-- WHAT IS NEEDED --
Consider the listing below. Extract exactly the lines from the line containing "accepted the task." to the line containing "ev.prevent_default();", both included.

++++

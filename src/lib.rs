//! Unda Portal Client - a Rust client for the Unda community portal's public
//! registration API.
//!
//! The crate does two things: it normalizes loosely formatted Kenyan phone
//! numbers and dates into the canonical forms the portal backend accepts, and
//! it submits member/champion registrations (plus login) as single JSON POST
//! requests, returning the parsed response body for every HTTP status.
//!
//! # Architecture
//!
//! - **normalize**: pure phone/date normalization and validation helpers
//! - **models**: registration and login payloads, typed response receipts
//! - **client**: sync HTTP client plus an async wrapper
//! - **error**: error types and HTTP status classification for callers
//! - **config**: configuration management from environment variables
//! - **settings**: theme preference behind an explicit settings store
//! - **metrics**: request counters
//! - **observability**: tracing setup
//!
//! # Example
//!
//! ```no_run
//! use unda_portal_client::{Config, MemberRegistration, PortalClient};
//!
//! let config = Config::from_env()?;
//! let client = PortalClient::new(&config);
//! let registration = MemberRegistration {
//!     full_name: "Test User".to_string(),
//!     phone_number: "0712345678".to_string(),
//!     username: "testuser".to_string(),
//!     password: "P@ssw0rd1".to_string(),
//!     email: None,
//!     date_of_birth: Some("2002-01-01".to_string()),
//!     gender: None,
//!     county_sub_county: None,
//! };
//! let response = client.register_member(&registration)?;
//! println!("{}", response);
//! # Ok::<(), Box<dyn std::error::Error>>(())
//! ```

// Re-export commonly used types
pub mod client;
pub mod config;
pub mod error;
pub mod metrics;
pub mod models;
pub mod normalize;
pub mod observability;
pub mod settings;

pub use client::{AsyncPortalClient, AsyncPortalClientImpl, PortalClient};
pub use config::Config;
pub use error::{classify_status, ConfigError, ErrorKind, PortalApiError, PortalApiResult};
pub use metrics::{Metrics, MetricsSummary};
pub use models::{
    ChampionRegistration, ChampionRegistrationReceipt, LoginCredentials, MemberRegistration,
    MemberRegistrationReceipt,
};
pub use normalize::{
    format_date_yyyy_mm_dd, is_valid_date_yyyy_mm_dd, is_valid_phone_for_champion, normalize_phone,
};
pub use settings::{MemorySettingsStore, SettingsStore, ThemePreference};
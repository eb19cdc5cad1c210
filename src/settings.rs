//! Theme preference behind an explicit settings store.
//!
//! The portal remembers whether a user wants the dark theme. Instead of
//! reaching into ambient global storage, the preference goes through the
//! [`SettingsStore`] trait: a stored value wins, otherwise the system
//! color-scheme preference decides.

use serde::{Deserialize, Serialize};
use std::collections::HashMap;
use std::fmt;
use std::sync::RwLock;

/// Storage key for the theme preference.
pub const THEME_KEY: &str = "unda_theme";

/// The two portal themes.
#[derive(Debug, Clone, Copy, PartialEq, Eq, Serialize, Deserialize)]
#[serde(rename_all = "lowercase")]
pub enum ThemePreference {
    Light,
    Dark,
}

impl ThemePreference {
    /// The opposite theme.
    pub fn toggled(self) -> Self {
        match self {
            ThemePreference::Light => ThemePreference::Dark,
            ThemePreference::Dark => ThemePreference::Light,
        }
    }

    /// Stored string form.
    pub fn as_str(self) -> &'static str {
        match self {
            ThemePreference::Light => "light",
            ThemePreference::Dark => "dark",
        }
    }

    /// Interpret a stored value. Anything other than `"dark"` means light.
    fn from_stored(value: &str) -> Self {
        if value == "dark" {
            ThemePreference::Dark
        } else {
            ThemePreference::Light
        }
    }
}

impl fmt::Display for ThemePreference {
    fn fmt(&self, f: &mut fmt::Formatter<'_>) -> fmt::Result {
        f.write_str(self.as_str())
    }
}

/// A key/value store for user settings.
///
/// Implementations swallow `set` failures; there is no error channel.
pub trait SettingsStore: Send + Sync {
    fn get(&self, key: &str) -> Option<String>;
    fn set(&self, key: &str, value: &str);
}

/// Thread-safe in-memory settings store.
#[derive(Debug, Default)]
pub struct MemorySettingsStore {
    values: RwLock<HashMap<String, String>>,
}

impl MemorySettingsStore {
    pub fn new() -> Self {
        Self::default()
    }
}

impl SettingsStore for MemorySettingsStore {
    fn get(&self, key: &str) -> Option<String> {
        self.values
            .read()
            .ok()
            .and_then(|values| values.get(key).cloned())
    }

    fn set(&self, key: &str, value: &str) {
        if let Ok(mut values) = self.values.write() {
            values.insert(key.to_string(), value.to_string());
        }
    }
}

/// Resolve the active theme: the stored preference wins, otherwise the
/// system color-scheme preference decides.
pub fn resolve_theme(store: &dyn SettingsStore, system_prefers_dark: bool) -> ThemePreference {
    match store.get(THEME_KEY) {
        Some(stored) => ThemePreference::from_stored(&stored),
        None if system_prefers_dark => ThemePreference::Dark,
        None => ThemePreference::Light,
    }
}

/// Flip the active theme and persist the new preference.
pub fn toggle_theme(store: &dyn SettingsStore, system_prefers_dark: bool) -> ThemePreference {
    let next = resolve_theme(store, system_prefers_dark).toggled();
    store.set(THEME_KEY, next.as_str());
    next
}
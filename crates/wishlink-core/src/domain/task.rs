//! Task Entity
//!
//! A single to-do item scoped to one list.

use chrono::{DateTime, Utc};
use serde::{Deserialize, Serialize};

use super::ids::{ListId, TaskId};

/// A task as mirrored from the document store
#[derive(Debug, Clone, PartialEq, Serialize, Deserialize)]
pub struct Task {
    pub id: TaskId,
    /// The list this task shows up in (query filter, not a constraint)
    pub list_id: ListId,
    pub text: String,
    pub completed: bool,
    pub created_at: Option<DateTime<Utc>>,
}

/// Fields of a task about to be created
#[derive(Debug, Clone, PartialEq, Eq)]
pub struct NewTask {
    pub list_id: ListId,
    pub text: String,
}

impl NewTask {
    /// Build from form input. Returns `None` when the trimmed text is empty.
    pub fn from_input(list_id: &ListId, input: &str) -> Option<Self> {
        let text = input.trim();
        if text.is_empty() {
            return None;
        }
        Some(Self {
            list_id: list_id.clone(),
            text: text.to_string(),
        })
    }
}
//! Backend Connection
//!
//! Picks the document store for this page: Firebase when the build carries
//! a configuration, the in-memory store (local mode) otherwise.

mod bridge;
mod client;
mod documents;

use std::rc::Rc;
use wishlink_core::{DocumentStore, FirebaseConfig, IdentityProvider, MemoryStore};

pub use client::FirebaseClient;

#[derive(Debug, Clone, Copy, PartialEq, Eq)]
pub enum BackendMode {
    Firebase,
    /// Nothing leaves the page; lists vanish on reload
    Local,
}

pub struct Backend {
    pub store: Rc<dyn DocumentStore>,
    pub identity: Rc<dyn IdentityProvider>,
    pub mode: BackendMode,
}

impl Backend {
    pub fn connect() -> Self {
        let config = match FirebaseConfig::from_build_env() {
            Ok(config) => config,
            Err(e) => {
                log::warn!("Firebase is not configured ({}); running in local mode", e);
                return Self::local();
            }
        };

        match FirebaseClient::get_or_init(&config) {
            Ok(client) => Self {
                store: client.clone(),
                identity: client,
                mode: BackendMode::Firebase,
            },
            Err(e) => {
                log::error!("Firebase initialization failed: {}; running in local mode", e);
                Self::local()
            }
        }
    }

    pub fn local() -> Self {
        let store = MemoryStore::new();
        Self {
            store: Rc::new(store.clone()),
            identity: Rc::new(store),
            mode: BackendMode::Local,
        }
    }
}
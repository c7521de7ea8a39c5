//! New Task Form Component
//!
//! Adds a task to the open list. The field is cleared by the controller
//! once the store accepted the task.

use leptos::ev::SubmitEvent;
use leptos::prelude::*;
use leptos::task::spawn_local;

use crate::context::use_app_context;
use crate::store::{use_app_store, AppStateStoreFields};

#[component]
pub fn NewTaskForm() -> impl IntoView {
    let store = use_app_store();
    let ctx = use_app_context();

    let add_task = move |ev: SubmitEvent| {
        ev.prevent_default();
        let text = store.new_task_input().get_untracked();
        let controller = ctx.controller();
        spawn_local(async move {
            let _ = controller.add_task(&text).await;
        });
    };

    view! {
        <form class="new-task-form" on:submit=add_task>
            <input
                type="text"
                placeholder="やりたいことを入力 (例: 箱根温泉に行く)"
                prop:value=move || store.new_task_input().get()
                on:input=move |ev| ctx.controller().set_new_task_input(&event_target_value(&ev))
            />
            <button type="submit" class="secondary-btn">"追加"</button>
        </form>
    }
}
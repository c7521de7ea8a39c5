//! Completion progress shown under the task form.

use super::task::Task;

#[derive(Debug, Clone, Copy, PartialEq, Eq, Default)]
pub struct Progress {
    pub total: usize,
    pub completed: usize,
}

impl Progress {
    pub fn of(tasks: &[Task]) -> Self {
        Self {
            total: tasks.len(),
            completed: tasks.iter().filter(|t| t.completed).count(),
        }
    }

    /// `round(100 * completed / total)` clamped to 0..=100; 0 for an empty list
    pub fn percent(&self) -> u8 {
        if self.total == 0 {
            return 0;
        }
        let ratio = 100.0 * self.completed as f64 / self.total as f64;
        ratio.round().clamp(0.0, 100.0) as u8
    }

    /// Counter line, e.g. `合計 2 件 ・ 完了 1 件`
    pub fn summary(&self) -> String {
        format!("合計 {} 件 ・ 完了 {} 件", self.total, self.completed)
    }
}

++++

-- OUTPUT BELOW --
//! once the store accepted the task.

use leptos::ev::SubmitEvent;
use leptos::prelude::*;
use leptos::task::spawn_local;

use crate::context::use_app_context;
use crate::store::{use_app_store, AppStateStoreFields};

#[component]
pub fn NewTaskForm() -> impl IntoView {
    let store = use_app_store();
    let ctx = use_app_context();

    let add_task = move |ev: SubmitEvent| {
        ev.prevent_default();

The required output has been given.